▶ What you have to do:
Please count the lines in the material below that include "RiskFinding". Reply with the number alone.

▶ Exercise materials:

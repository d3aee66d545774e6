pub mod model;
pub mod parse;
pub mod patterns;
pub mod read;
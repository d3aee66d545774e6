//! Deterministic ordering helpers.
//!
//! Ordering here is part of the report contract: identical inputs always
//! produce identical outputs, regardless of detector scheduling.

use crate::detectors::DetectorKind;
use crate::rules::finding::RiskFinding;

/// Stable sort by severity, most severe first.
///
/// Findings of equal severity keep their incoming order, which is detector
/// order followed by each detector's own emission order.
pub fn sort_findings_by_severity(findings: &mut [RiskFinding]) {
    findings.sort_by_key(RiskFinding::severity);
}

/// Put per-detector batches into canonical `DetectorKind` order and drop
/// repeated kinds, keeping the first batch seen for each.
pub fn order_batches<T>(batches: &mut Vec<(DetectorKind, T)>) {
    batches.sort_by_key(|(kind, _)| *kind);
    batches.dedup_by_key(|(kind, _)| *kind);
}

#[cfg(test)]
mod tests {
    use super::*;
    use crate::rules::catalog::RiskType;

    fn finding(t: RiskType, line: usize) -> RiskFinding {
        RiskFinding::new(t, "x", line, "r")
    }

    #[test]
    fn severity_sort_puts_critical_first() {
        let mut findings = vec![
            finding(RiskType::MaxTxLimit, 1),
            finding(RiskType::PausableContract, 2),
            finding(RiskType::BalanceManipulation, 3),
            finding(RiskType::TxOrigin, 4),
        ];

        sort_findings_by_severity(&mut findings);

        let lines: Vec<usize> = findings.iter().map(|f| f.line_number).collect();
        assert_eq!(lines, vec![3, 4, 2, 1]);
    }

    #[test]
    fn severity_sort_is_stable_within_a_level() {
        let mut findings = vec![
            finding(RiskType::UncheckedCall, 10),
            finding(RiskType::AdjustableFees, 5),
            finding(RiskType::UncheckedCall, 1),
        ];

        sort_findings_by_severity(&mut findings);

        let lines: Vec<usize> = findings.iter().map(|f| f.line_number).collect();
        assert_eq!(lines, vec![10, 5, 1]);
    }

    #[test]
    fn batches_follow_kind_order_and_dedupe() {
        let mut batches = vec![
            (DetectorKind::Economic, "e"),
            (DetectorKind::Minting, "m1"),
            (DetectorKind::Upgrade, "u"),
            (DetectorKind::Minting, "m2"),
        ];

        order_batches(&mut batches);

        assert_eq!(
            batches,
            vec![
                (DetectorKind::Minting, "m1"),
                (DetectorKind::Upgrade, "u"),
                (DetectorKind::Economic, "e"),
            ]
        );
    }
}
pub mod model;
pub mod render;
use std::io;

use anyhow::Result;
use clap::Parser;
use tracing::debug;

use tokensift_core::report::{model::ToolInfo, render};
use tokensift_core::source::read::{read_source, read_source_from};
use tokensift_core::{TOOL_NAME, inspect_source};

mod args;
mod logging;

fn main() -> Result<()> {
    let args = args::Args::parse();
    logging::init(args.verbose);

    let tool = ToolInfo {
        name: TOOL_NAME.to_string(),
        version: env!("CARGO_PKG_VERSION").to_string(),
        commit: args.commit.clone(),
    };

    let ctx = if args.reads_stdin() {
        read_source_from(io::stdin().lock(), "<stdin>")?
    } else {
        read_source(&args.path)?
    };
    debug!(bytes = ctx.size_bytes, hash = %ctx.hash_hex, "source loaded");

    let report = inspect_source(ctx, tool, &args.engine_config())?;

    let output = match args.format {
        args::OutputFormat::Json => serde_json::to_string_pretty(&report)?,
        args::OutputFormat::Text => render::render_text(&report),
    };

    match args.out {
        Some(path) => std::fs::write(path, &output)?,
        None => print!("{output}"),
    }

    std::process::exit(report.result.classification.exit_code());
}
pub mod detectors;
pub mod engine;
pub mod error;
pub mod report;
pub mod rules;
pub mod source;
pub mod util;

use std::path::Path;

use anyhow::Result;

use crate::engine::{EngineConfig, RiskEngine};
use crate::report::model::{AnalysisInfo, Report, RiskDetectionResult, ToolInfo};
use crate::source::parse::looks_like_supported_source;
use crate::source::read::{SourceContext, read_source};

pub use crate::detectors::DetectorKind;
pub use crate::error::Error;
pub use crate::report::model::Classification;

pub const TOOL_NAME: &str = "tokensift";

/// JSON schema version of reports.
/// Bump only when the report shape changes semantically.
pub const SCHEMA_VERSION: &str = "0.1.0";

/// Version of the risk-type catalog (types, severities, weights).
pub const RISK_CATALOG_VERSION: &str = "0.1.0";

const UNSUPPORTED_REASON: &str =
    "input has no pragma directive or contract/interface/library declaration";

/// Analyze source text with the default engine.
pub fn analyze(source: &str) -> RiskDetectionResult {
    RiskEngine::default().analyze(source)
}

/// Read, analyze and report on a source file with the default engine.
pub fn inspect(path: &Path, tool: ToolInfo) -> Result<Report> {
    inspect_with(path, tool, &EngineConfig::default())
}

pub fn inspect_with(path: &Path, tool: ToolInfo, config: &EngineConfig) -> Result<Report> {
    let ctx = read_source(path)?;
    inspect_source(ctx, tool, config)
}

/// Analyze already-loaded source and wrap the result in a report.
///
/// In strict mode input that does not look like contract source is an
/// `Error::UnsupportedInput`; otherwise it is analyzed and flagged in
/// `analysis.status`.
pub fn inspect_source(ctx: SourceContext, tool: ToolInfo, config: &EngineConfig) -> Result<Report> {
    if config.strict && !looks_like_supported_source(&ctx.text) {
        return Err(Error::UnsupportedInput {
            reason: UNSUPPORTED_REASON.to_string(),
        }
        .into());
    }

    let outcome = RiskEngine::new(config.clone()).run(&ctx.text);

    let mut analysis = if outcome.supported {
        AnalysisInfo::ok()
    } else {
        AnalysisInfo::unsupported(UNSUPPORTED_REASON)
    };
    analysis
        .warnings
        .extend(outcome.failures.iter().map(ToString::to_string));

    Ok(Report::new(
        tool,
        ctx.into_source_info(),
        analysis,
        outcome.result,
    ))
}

▶ The completed task:
5